The nnls_solver solver part of NMF class allows to switch between different solvers for the NNLS problem: NMF is more a "meta" algorithm for matrix factorization. Note that the pseudo code of [1] supports arbitrary products of tensors, not only the case Y-UW.T.

I noticed that the heuristics provided by [1] for step size tuning were different from the ones of OSQP: in doubt, I proposed both.

Why a separate class for NNLS ?

NNLS is special case of quadratic program.

It could have been handled by OSQP. But OSQP is very general (can handle arbitrary linear constraints). It may have been overkill to use it.
Currently it is a simple quadratic program, but NMF usually support additional constraints such as l2 regularization, l1 regulairzation, Huber fitting, masking, etc... see exemples given in page 9 of [1]. With orthogonal constraints on U the NMF becomes equivalent to K-means, which allows to define a differentiable K-mean layer (in the spirit of [5]): we could outperform [6] for example. A separate class for NNLS facilitates the add of these parameters.
BoxCDQP could have done the trick - unfortunately I implemented NNLS before the release of BoxCDQP. It might be worth doing the change though.

[4] Ding, C., He, X. and Simon, H.D., 2005, April. On the equivalence of nonnegative matrix factorization and spectral clustering. In Proceedings of the 2005 SIAM international conference on data mining (pp. 606-610). Society for Industrial and Applied Mathematics.

[5] Genevay, A., Dulac-Arnold, G. and Vert, J.P., 2019. Differentiable deep clustering with cluster size constraints. arXiv preprint arXiv:1910.09036.

[6] Cho, M., Vahid, K.A., Adya, S. and Rastegari, M., 2021. DKM: Differentiable K-Means Clustering Layer for Neural Network Compression. arXiv preprint arXiv:2108.12659.

TODO

Fix the computation of implicit diff : some tests are failing
Compare ADMM-NNLS with BoxCDQP for speed, precision, and implicit differentiation
In other PR: add support for regularizations (l1, l2, etc..)

Discussions are welcome, specially on the ADMM versus Coordinate Descent

mblondel · 2022-06-08T16:28:43Z

We need to decide if such code is in the scope of the library (it adds maintenance burden and reaching state-of-the-art performance will be a lot of work). Block CD is the state-of-the-art on CPU, not sure on GPU. BTW, we have a short NMF example using Block CD already: https://github.com/google/jaxopt/blob/main/examples/constrained/nmf.py. Regarding implicit diff, my initial thought would have been to use the proximal gradient fixed point too.

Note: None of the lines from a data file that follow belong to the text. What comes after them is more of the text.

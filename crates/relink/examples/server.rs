//! Simple echo server using Relink.
//!
//! Run:
//! - cargo run -p relink --example server
//! - cargo run -p relink --example server -- 127.0.0.1:7777

use std::{
    env,
    net::SocketAddr,
    thread,
    time::{Duration, Instant},
};

use relink::{Config, Host, PeerEvent};

fn parse_bind_addr() -> Option<SocketAddr> {
    let mut args = env::args().skip(1);
    args.next().and_then(|s| s.parse().ok())
}

fn main() -> Result<(), Box<dyn std::error::Error>> {
    // Basic config; tweak here if you want to demo features quickly
    let mut config = Config::default();
    // Uncomment to try features:
    // config.key = Some("sesame".into());
    // config.max_connections = 8;

    config.max_connections = 100;

    let bind_addr = parse_bind_addr().unwrap_or_else(|| "127.0.0.1:9000".parse().unwrap());
    let mut host = Host::bind_with_config(bind_addr, config)?;
    let local = host.local_addr()?;
    println!("Relink echo server listening on {}", local);
    println!("Connect with the client example to see echoes.");

    loop {
        host.manual_poll(Instant::now());

        while let Some(event) = host.recv() {
            match event {
                PeerEvent::Connected { addr } => {
                    println!("[connect] {}", addr);
                }
                PeerEvent::Data { addr, payload } => {
                    let text = String::from_utf8_lossy(&payload);
                    println!("[data] from={} payload=\"{}\"", addr, text);

                    // Echo back with guaranteed in-order delivery
                    if let Err(e) = host.send_reliable(addr, &payload) {
                        eprintln!("failed to queue echo: {}", e);
                    }
                }
                PeerEvent::ConnectionFailed { addr, reason } => {
                    println!("[failed] {} ({:?})", addr, reason);
                }
                PeerEvent::Disconnected { addr, reason } => {
                    println!("[disconnect] {} ({:?})", addr, reason);
                }
            }
        }

        thread::sleep(Duration::from_millis(10));
    }
}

mblondel · 2022-06-08T16:34:37Z

jaxopt/_src/nmf.py

+  def run(self,
+          init_params: Optional[base.KKTSolution],
+          params_obj: Tuple[jnp.array, jnp.array],
+          params_eq: None = None,


Why do you keep params_eq and params_ineq? I think signature compatibility is only useful if one class can be used as a drop-in replacement for another.

They are present by default in the optimality_fun returned by make_kkt_optimality_fun so we need to keep thos for signature compatibility, unless we modify make_kkt_optimality_fun.

Algue-Rythme · 2022-06-08T16:55:52Z

We need to decide if such code is in the scope of the library (it adds maintenance burden and reaching state-of-the-art performance will be a lot of work)

How do you see this library ? A general library for constrained/unconstrained/stochastic convex optimization ? Like a mix of scipy.optimize, cvxpy and cvxopt ? Or do you plan tu support some solvers for specific problems (e.g those of sklearn.decomposition) ?

In this case NMF is just a special case of an algorithm that be implemented by general purpose optimizers, and could be moved to folder examples.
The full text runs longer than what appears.